• WORK ITEM:
Your task is to filter the entries and copy every line containing the string "Deserialize".

(Saved entries)
-=-=-
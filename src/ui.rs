//! Menu buttons as hit regions
//!
//! The presentation layer decides where buttons are drawn and registers them
//! with the controller per screen. `default_layout` gives the stock vertical
//! menu used by the bundled demo.

use glam::Vec2;
use serde::{Deserialize, Serialize};

use crate::settings::Settings;
use crate::sim::{Playfield, Rect, SessionPhase, UiCommand};

const BUTTON_SIZE: Vec2 = Vec2::new(240.0, 48.0);
const BUTTON_GAP: f32 = 16.0;

/// A clickable button
#[derive(Debug, Clone, PartialEq, Serialize, Deserialize)]
pub struct Button {
    pub label: String,
    pub region: Rect,
    pub command: UiCommand,
}

impl Button {
    pub fn new(label: impl Into<String>, region: Rect, command: UiCommand) -> Self {
        Self {
            label: label.into(),
            region,
            command,
        }
    }
}

/// Command of the first button containing `point`
pub fn hit_test(buttons: &[Button], point: Vec2) -> Option<UiCommand> {
    buttons
        .iter()
        .find(|b| b.region.contains(point))
        .map(|b| b.command)
}

/// Stock button stack for a screen, centred horizontally
pub fn default_layout(phase: SessionPhase, field: &Playfield, settings: &Settings) -> Vec<Button> {
    let entries: Vec<(&str, UiCommand)> = match phase {
        SessionPhase::Menu => {
            let mut entries = vec![("Play", UiCommand::StartRound)];
            if settings.enable_settings_screen {
                entries.push(("Settings", UiCommand::OpenSettings));
            }
            entries.push(("High Scores", UiCommand::OpenScores));
            entries.push(("Credits", UiCommand::OpenCredits));
            entries
        }
        SessionPhase::GameOver => vec![
            ("Play Again", UiCommand::PlayAgain),
            ("Main Menu", UiCommand::GoToMenu),
        ],
        SessionPhase::Settings | SessionPhase::ScoresView | SessionPhase::Credits => {
            vec![("Back", UiCommand::GoBack)]
        }
        SessionPhase::Playing | SessionPhase::Paused => Vec::new(),
    };

    let count = entries.len() as f32;
    let stack_height = count * BUTTON_SIZE.y + (count - 1.0).max(0.0) * BUTTON_GAP;
    let top = (field.height - stack_height) / 2.0;
    let left = (field.width - BUTTON_SIZE.x) / 2.0;

    entries
        .into_iter()
        .enumerate()
        .map(|(i, (label, command))| {
            let origin = Vec2::new(left, top + i as f32 * (BUTTON_SIZE.y + BUTTON_GAP));
            Button::new(label, Rect::from_origin_size(origin, BUTTON_SIZE), command)
        })
        .collect()
}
-=-=-
• RESPONSE AREA:
use serde::{Deserialize, Serialize};
#[derive(Debug, Clone, PartialEq, Serialize, Deserialize)]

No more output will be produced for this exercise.